Pomegranate is responsible for starting, stopping, and interacting with the client applications. It is also responsible for managing the networking of the applications.

Pomegranate is completely stateless, and the API is the only external way to interact with it. Once a container is started, Pomegranate does not keep track of it, and it is the responsibility of the execution engine to manage it.

flowchart TD
    web([port 80])
    webscure([port 443])
    traefik[Traefik]
    app_1[User app 1]
    app_2[User app 2]
    app_3[User app 3]

    rules{Resolve\nvia labels}

    webscure --> |HTTPS| traefik
    web --> |HTTP| traefik
    traefik --> rules

    rules --> |**uuid_1**.user-app:80| app_1
    rules --> |**uuid_2**.user-app:80| app_2
    rules --> |**uuid_3**.user-app:80| app_3

Loading

To expose newly spawned containers to the World Wide Web, Traefik is configured to listen to the 80 and 443 ports. Then a set of labels is attributed to each container to create a unique subdomain <app_uuid>.user-app.<fqdn> redirecting to the port 80 of the associated app.

Pomegranate receives a domain name as an environment variable. Doing so enables flexibility during the development and deployment process, as the developer can easily swap between a localhost environment (<uuid>.user-app.localhost) and a production environment (<uuid>.user-app.paastech.cloud).

TLS termination is handled by Traefik. It manages resolving the DNS-01 challenge with the configured certificate authority. This allows us to have a valid certificate for all subdomains of PaaSTech. In this case, our DNS registrar is Porkbun, and our certificate authority is Let's Encrypt.

Post-mortem

Organisational overview

In the beginning, we held a few meetings inviting everyone to specify all of the necessary functionalities. Due to the large number of participants, we weren't really able to be as productive as we wanted but we still managed to create a first baseline of a specifications chart.
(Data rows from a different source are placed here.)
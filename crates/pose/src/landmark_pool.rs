use crate::backend::InferenceBackend;
use crate::error::{PoseError, Result};
use crate::processing::landmarks::LandmarkDecoder;
use crate::types::PoseLandmarks;
use preprocess::{CropPlan, CropPreProcessor, Frame, TensorLayout};
use std::sync::Arc;
use std::sync::atomic::{AtomicUsize, Ordering};
use tokio::sync::Mutex;

/// One engine plus the buffers only it touches.
struct Slot {
    backend: Box<dyn InferenceBackend>,
    preprocessor: CropPreProcessor,
    decoder: LandmarkDecoder,
}

impl Slot {
    fn run(&mut self, frame: &Frame, plan: &CropPlan) -> Result<PoseLandmarks> {
        let input = self
            .preprocessor
            .preprocess(frame, plan)
            .map_err(PoseError::Preprocessing)?;
        let output = self
            .backend
            .infer(input)
            .map_err(PoseError::InferenceFailure)?;
        self.decoder.decode(&output.tensors)
    }
}

/// Fixed set of landmark engines shared by concurrent callers.
///
/// Calls are assigned to slots round-robin. Each slot sits behind its own
/// fair (FIFO) lock, so at most one inference runs per slot and up to
/// `size()` run in parallel.
pub struct LandmarkPool {
    slots: Vec<Arc<Mutex<Slot>>>,
    next: AtomicUsize,
    input_size: u32,
}

impl LandmarkPool {
    pub fn new(backends: Vec<Box<dyn InferenceBackend>>, input_size: u32) -> Result<Self> {
        if backends.is_empty() {
            return Err(PoseError::InvalidConfig(
                "landmark pool needs at least one engine".to_string(),
            ));
        }

        let slots = backends
            .into_iter()
            .map(|backend| {
                Arc::new(Mutex::new(Slot {
                    backend,
                    preprocessor: CropPreProcessor::new(input_size, TensorLayout::Nhwc),
                    decoder: LandmarkDecoder::new(input_size),
                }))
            })
            .collect::<Vec<_>>();

        tracing::debug!(slots = slots.len(), input_size, "Landmark pool ready");

        Ok(Self {
            slots,
            next: AtomicUsize::new(0),
            input_size,
        })
    }

    pub fn size(&self) -> usize {
        self.slots.len()
    }

    pub fn input_size(&self) -> u32 {
        self.input_size
    }

    /// Crop, infer and decode one person. Waits if the assigned slot is busy.
    pub async fn run(&self, frame: Arc<Frame>, plan: CropPlan) -> Result<PoseLandmarks> {
        let index = self.next.fetch_add(1, Ordering::Relaxed) % self.slots.len();
        let mut slot = Arc::clone(&self.slots[index]).lock_owned().await;

        tokio::task::spawn_blocking(move || {
            let _s = common::span_debug!("landmark_crop", slot = index);
            slot.run(&frame, &plan)
        })
        .await
        .map_err(|e| PoseError::InferenceFailure(anyhow::anyhow!("Landmark task failed: {}", e)))?
    }

    /// Close every engine, waiting for in-flight inferences first.
    pub async fn close(&self) {
        for slot in &self.slots {
            slot.lock().await.backend.close();
        }
    }
}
Afterwards, the work was split up into 3 teams of roughly equal size:

  • The client/web api team had the goal to create both frontends (a CLI and a small web ui) as well as building the REST API backend.
  • The git controller team was responsible for handling client code through git and building OCI images out of it.
  • The infrastructure team which was tasked with running images and exposing the client application to the user.

All teams were originally formed using a preferential voting system, before getting slightly revised once we realized the real amount of work in each team. This really improved our productivity, but nevertheless, we ran into multiple problems of miscommunication or lack of communication inside as well as between the different teams, slowing down our progress. After some time the communication got better and we managed to handle the links between each service. However, there is still progress to be made regarding this issue.

API

This project introduced most members of the team to NestJS. Due to its well written documentation it was easily picked up and with the various modules it allows for good performance and automized a lot during development. The team could then apply best practices, like guards and interceptors, in order to develop more efficiently and with an overall better code quality.

However, we had some problems concerning the API as a whole. In the beginning, the API was meant to only manage the users. A centralized controller should have managed the communication between the API, Pomegranate and the git server. However, as more and more time passed, the controller was completely erased and the API dealt with most of its responsibilities. This led to an important increase of the workload, especially since it already had some delay in the early stages of the development due to miscommunication.

Infrastructure

Lessons learned:

  • Rust might not have been the best language to interact with Docker since Docker/Kubernetes has a first-party API in Go. We had a lot of Rust specific issues during development that slowed down how productive we were.
  • We defined poorly how our service should be interacted with, forcing us to adapt interfaces at the last minute.
  • Docker is far from ideal to build a PaaS on. A more reliable and secure option would be to use Kubernetes, ideally with microVMs.